Financiële verantwoording
Het wetsvoorstel voorziet allereerst in een verplichting van het (voormalig) bestuur om een aantal stukken openbaar te maken als de rechtspersoon via een turboliquidatie is ontbonden. In deze stukken wordt financiële verantwoording afgelegd over de ontbinding van de rechtspersoon en de eventuele voorafgaande feitelijke vereffening. Het gaat om:
- een balans en een staat van baten en lasten over het boekjaar waarin de rechtspersoon is ontbonden en het voorgaande boekjaar als daarover nog geen jaarrekening openbaar is gemaakt;
- een schriftelijke toelichting waaruit de oorzaak blijkt van het ontbreken van baten, het bestaan van eventuele schulden en – als daarvan sprake is – op welke wijze het vermogen van de rechtspersoon is afgewikkeld voorafgaand aan de ontbinding; en
- jaarrekeningen als er verplichtingen tot openbaarmaking bestaan die nog niet zijn nagekomen.

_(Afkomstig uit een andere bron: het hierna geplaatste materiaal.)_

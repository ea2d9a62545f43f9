// ABOUTME: Error types for the tool-calling orchestrator
// ABOUTME: Separates conversation-fatal provider failures from recoverable dispatch failures

use thiserror::Error;

/// Failures reported by the model client collaborator. These terminate
/// the conversation; the orchestrator does not retry.
#[derive(Error, Debug)]
pub enum ProviderError {
    /// Request never produced a response (network, connect, transport)
    #[error("request failed: {0}")]
    Request(String),

    /// Provider returned an error response (auth, rate limit, bad input)
    #[error("provider returned error: {0}")]
    Api(String),

    /// Model call exceeded its wall-clock bound
    #[error("model call timed out after {seconds} seconds")]
    Timeout { seconds: u64 },
}

/// Failures while routing one tool-call request to a tool
/// implementation. These never terminate the loop: they are serialized
/// into an error ToolResult so the model can correct itself.
#[derive(Error, Debug)]
pub enum DispatchError {
    /// The request names a tool absent from the catalog
    #[error("tool not found: {0}")]
    UnknownTool(String),

    /// A required argument is missing or has the wrong type
    #[error("missing required argument: {0}")]
    MissingArgument(String),

    /// The argument payload could not be parsed for the tool's convention
    #[error("malformed tool arguments: {0}")]
    MalformedArguments(String),
}

/// Main error type for conversation runs
#[derive(Error, Debug)]
pub enum AgentError {
    /// The model client failed; the conversation cannot continue
    #[error("Model provider error: {0}")]
    Provider(#[from] ProviderError),

    /// The model kept requesting tools past the configured turn bound
    #[error("Turn limit of {0} reached without a final answer")]
    TurnLimit(usize),
}

/// Type alias for Results that return AgentError
pub type Result<T> = std::result::Result<T, AgentError>;
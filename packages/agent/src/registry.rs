// ABOUTME: Tool registry mapping catalog names to handler implementations
// ABOUTME: Preserves registration order so the advertised catalog is stable across turns

use std::collections::HashMap;
use std::sync::Arc;

use crate::tools::{Tool, ToolSpec};

/// Registry of the tools available to one conversation. Assembled up
/// front and read-only while the loop runs.
#[derive(Default, Clone)]
pub struct ToolRegistry {
    tools: HashMap<String, Arc<dyn Tool>>,
    order: Vec<String>,
}

impl ToolRegistry {
    pub fn new() -> Self {
        Self::default()
    }

    /// Register a tool under its spec name. Re-registering a name
    /// replaces the handler but keeps its catalog position.
    pub fn register(&mut self, tool: Arc<dyn Tool>) {
        let name = tool.spec().name;
        if self.tools.insert(name.clone(), tool).is_none() {
            self.order.push(name);
        }
    }

    /// Look up a tool by name
    pub fn get(&self, name: &str) -> Option<&Arc<dyn Tool>> {
        self.tools.get(name)
    }

    /// Assemble the catalog in registration order
    pub fn specs(&self) -> Vec<ToolSpec> {
        self.order
            .iter()
            .filter_map(|name| self.tools.get(name))
            .map(|tool| tool.spec())
            .collect()
    }

    pub fn is_empty(&self) -> bool {
        self.tools.is_empty()
    }

    pub fn len(&self) -> usize {
        self.tools.len()
    }
}
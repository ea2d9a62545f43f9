// ABOUTME: Tool abstractions: catalog specs, argument conventions, and normalized results
// ABOUTME: Defines the polymorphic Tool trait the orchestrator dispatches against

use std::collections::BTreeMap;

use async_trait::async_trait;
use serde::{Deserialize, Serialize};
use serde_json::Value;

use calq_sandbox::{DisplayData, ExecutionRecord};

use crate::error::DispatchError;

/// Schema of one named tool parameter
#[derive(Debug, Clone, PartialEq, Serialize, Deserialize)]
pub struct ParameterSpec {
    #[serde(rename = "type")]
    pub param_type: String,
    pub description: String,
}

/// JSON-Schema-shaped object-parameter description. This exact shape is
/// the wire contract with the model client and must not drift.
#[derive(Debug, Clone, PartialEq, Serialize, Deserialize)]
pub struct ToolParameters {
    #[serde(rename = "type")]
    pub schema_type: String,
    pub properties: BTreeMap<String, ParameterSpec>,
    pub required: Vec<String>,
}

/// Tool declaration advertised to the model. Immutable once the catalog
/// is assembled.
#[derive(Debug, Clone, PartialEq, Serialize, Deserialize)]
pub struct ToolSpec {
    pub name: String,
    pub description: String,
    pub parameters: ToolParameters,
}

impl ToolSpec {
    pub fn new(name: impl Into<String>, description: impl Into<String>) -> Self {
        Self {
            name: name.into(),
            description: description.into(),
            parameters: ToolParameters {
                schema_type: "object".to_string(),
                properties: BTreeMap::new(),
                required: Vec::new(),
            },
        }
    }

    /// Declare a named parameter
    pub fn parameter(
        mut self,
        name: &str,
        param_type: &str,
        description: &str,
        required: bool,
    ) -> Self {
        self.parameters.properties.insert(
            name.to_string(),
            ParameterSpec {
                param_type: param_type.to_string(),
                description: description.to_string(),
            },
        );
        if required {
            self.parameters.required.push(name.to_string());
        }
        self
    }
}

/// How a tool's argument payload is shaped on the wire.
///
/// Selected per tool registration: most providers send a JSON-encoded
/// argument object, while legacy code-interpreter tools pass the code
/// itself as the whole payload.
#[derive(Debug, Clone, Copy, PartialEq, Eq)]
pub enum ArgumentConvention {
    Structured,
    RawString,
}

/// Argument payload after convention-aware extraction
#[derive(Debug, Clone)]
pub enum ToolPayload {
    Structured(serde_json::Map<String, Value>),
    Raw(String),
}

impl ToolPayload {
    /// Fetch a required string argument. For raw-convention payloads the
    /// whole payload is the value.
    pub fn str_field(&self, name: &str) -> std::result::Result<&str, DispatchError> {
        match self {
            ToolPayload::Raw(value) => Ok(value),
            ToolPayload::Structured(map) => map
                .get(name)
                .and_then(Value::as_str)
                .ok_or_else(|| DispatchError::MissingArgument(name.to_string())),
        }
    }
}

/// Normalized result of one tool invocation, serialized as JSON text
/// into the answering tool message.
#[derive(Debug, Clone, Default, PartialEq, Serialize, Deserialize)]
pub struct ToolResult {
    pub output: String,
    #[serde(default)]
    pub display_data: Vec<DisplayData>,
    pub error: Option<String>,
}

impl ToolResult {
    pub fn from_output(output: impl Into<String>) -> Self {
        Self {
            output: output.into(),
            ..Self::default()
        }
    }

    /// Error result formatted as `<ErrorKind>: <message>`
    pub fn from_error(kind: &str, message: impl std::fmt::Display) -> Self {
        Self {
            error: Some(format!("{}: {}", kind, message)),
            ..Self::default()
        }
    }

    /// Serialize for the tool message content field
    pub fn to_wire(&self) -> String {
        serde_json::to_string(self)
            .unwrap_or_else(|e| format!(r#"{{"output":"","display_data":[],"error":"SerializationError: {}"}}"#, e))
    }
}

impl From<ExecutionRecord> for ToolResult {
    fn from(record: ExecutionRecord) -> Self {
        Self {
            output: record.output,
            display_data: record.display_data,
            error: record.error,
        }
    }
}

/// A named capability the model can invoke.
///
/// Implementations are registered in a [`ToolRegistry`](crate::registry::ToolRegistry)
/// and dispatched by name; the orchestrator is agnostic to which
/// concrete tools exist.
#[async_trait]
pub trait Tool: Send + Sync {
    /// Catalog declaration advertised to the model
    fn spec(&self) -> ToolSpec;

    /// Argument extraction convention for this registration
    fn convention(&self) -> ArgumentConvention {
        ArgumentConvention::Structured
    }

    /// Run the tool. Dispatch-level failures are recoverable: the
    /// orchestrator converts them into error results and the loop
    /// continues.
    async fn invoke(&self, payload: ToolPayload) -> std::result::Result<ToolResult, DispatchError>;
}

#[cfg(test)]
mod tests {
    use super::*;
    use pretty_assertions::assert_eq;
    use serde_json::json;

    #[test]
    fn spec_serializes_to_catalog_wire_shape() {
        let spec = ToolSpec::new("get_current_weather", "Get the weather of a city")
            .parameter("city", "string", "The city name, e.g. San Francisco", true)
            .parameter("date", "string", "The date of the weather", true);

        assert_eq!(
            serde_json::to_value(&spec).unwrap(),
            json!({
                "name": "get_current_weather",
                "description": "Get the weather of a city",
                "parameters": {
                    "type": "object",
                    "properties": {
                        "city": {"type": "string", "description": "The city name, e.g. San Francisco"},
                        "date": {"type": "string", "description": "The date of the weather"}
                    },
                    "required": ["city", "date"]
                }
            })
        );
    }

    #[test]
    fn optional_parameters_stay_out_of_required() {
        let spec = ToolSpec::new("search", "Search the corpus")
            .parameter("query", "string", "Search query", true)
            .parameter("limit", "integer", "Max results", false);

        assert_eq!(spec.parameters.required, vec!["query".to_string()]);
        assert_eq!(spec.parameters.properties.len(), 2);
    }

    #[test]
    fn tool_result_round_trips_through_wire_format() {
        let mut bundle = DisplayData::new();
        bundle.insert("image/png".to_string(), json!("aGVsbG8="));
        let result = ToolResult {
            output: "done".to_string(),
            display_data: vec![bundle],
            error: Some("ValueError: bad input".to_string()),
        };

        let parsed: ToolResult = serde_json::from_str(&result.to_wire()).unwrap();
        assert_eq!(parsed, result);
    }

    #[test]
    fn error_result_is_kind_prefixed() {
        let result = ToolResult::from_error("DispatchError", "tool not found: foo");
        assert_eq!(
            result.error.as_deref(),
            Some("DispatchError: tool not found: foo")
        );
        assert!(result.output.is_empty());
    }

    #[test]
    fn structured_payload_extracts_named_field() {
        let mut map = serde_json::Map::new();
        map.insert("code".to_string(), json!("x = 1"));
        let payload = ToolPayload::Structured(map);
        assert_eq!(payload.str_field("code").unwrap(), "x = 1");
    }

    #[test]
    fn missing_field_is_a_dispatch_error() {
        let payload = ToolPayload::Structured(serde_json::Map::new());
        assert!(matches!(
            payload.str_field("code"),
            Err(DispatchError::MissingArgument(_))
        ));
    }

    #[test]
    fn raw_payload_is_the_whole_value() {
        let payload = ToolPayload::Raw("print('hi')".to_string());
        assert_eq!(payload.str_field("code").unwrap(), "print('hi')");
    }
}
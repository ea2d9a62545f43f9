// ABOUTME: Session configuration for sandbox execution
// ABOUTME: Interpreter selection, execution timeout, and working directory with env overrides

use std::path::PathBuf;
use std::time::Duration;

/// Default interpreter program; must speak the driver protocol
const DEFAULT_INTERPRETER: &str = "python3";

/// Default wall-clock bound for a single code submission
const DEFAULT_TIMEOUT_SECONDS: u64 = 600;

/// Configuration for a sandbox session
#[derive(Debug, Clone)]
pub struct SessionConfig {
    /// Interpreter program to run (e.g. `python3`)
    pub interpreter: String,
    /// Hard wall-clock timeout per code submission
    pub timeout: Duration,
    /// Working directory for the interpreter process
    pub workdir: Option<PathBuf>,
}

impl Default for SessionConfig {
    fn default() -> Self {
        Self {
            interpreter: DEFAULT_INTERPRETER.to_string(),
            timeout: Duration::from_secs(DEFAULT_TIMEOUT_SECONDS),
            workdir: None,
        }
    }
}

impl SessionConfig {
    /// Build a config from defaults plus environment overrides.
    ///
    /// `CALQ_SANDBOX_INTERPRETER` selects the interpreter program and
    /// `CALQ_SANDBOX_TIMEOUT_SECONDS` (1..=86400) the per-submission
    /// timeout.
    pub fn from_env() -> Self {
        let interpreter = std::env::var("CALQ_SANDBOX_INTERPRETER")
            .ok()
            .filter(|v| !v.trim().is_empty())
            .unwrap_or_else(|| DEFAULT_INTERPRETER.to_string());

        let timeout_seconds = std::env::var("CALQ_SANDBOX_TIMEOUT_SECONDS")
            .ok()
            .and_then(|v| v.parse::<u64>().ok())
            .filter(|&v| (1..=86_400).contains(&v))
            .unwrap_or(DEFAULT_TIMEOUT_SECONDS);

        Self {
            interpreter,
            timeout: Duration::from_secs(timeout_seconds),
            workdir: None,
        }
    }

    /// Override the per-submission timeout
    pub fn with_timeout(mut self, timeout: Duration) -> Self {
        self.timeout = timeout;
        self
    }

    /// Override the interpreter working directory
    pub fn with_workdir(mut self, workdir: impl Into<PathBuf>) -> Self {
        self.workdir = Some(workdir.into());
        self
    }
}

Deze stukken moeten binnen veertien dagen na de ontbinding van de rechtspersoon door het bestuur worden gedeponeerd bij het handelsregister en eventuele andere registers waarin de rechtspersoon is ingeschreven. Daarnaast moet het bestuur eventuele schuldeisers van deze deponeringen direct schriftelijk op de hoogte brengen.
Inzagerecht
Als er gronden zijn om te veronderstellen dat de verantwoordingsplicht niet is nageleefd, dan kunnen schuldeisers met machtiging van de kantonrechter inzage krijgen in de administratie van de ontbonden rechtspersoon. Schuldeisers moeten immers kunnen nagaan of de rechtspersoon op correcte wijze is beëindigd en of het vermogen op correcte wijze is afgewikkeld. Met behulp van het inzagerecht kunnen schuldeisers (alsnog) beoordelen of en welke procedure tot herstel (heropening van de vereffening, faillissementsverzoek of bestuurdersaansprakelijkheid) zij zouden willen starten en worden zij beter in staat gesteld om in een eventuele procedure aan de op hen rustende bewijslast te voldoen.
Bestuursverbod
In het geval waarbij schulden achterblijven, maakt dit wetsvoorstel het daarnaast mogelijk om bestuurders langs civielrechtelijke weg een bestuursverbod op te leggen, als zij:
- niet aan de voorgestelde deponeringsverplichting hebben voldaan;
- in aanloop naar de ontbinding doelbewust één of meer schuldeisers aanmerkelijk hebben benadeeld; of
- herhaaldelijk betrokken zijn geweest bij een ontbinding zonder baten met achterlating van schulden of bij een faillissement en hen daarvan een persoonlijk verwijt treft.
Tijdelijke regeling
De wettelijke regeling is vanwege de koppeling met het steun- en herstelpakket in het kader van de COVID-19 uitbraak van tijdelijke aard en geldt in principe voor twee jaar. De wet kan wel worden verlengd als er een voornemen is om de maatregelen uit de wet – al dan niet in gewijzigde vorm – permanent in te voeren. Dit om tegemoet te komen aan de al lange tijd bestaande wens van een (meer) structurele regeling van de turboliquidatie. De datum van inwerkingtreding is nog niet bekend, maar een inwerkingtreding op korte termijn wordt beoogd.
Deze bijdrage is geschreven door mr. Jeroen van der Pouw Kraan, verbonden aan de praktijkgroepen Ondernemingsrecht en Insolventierecht.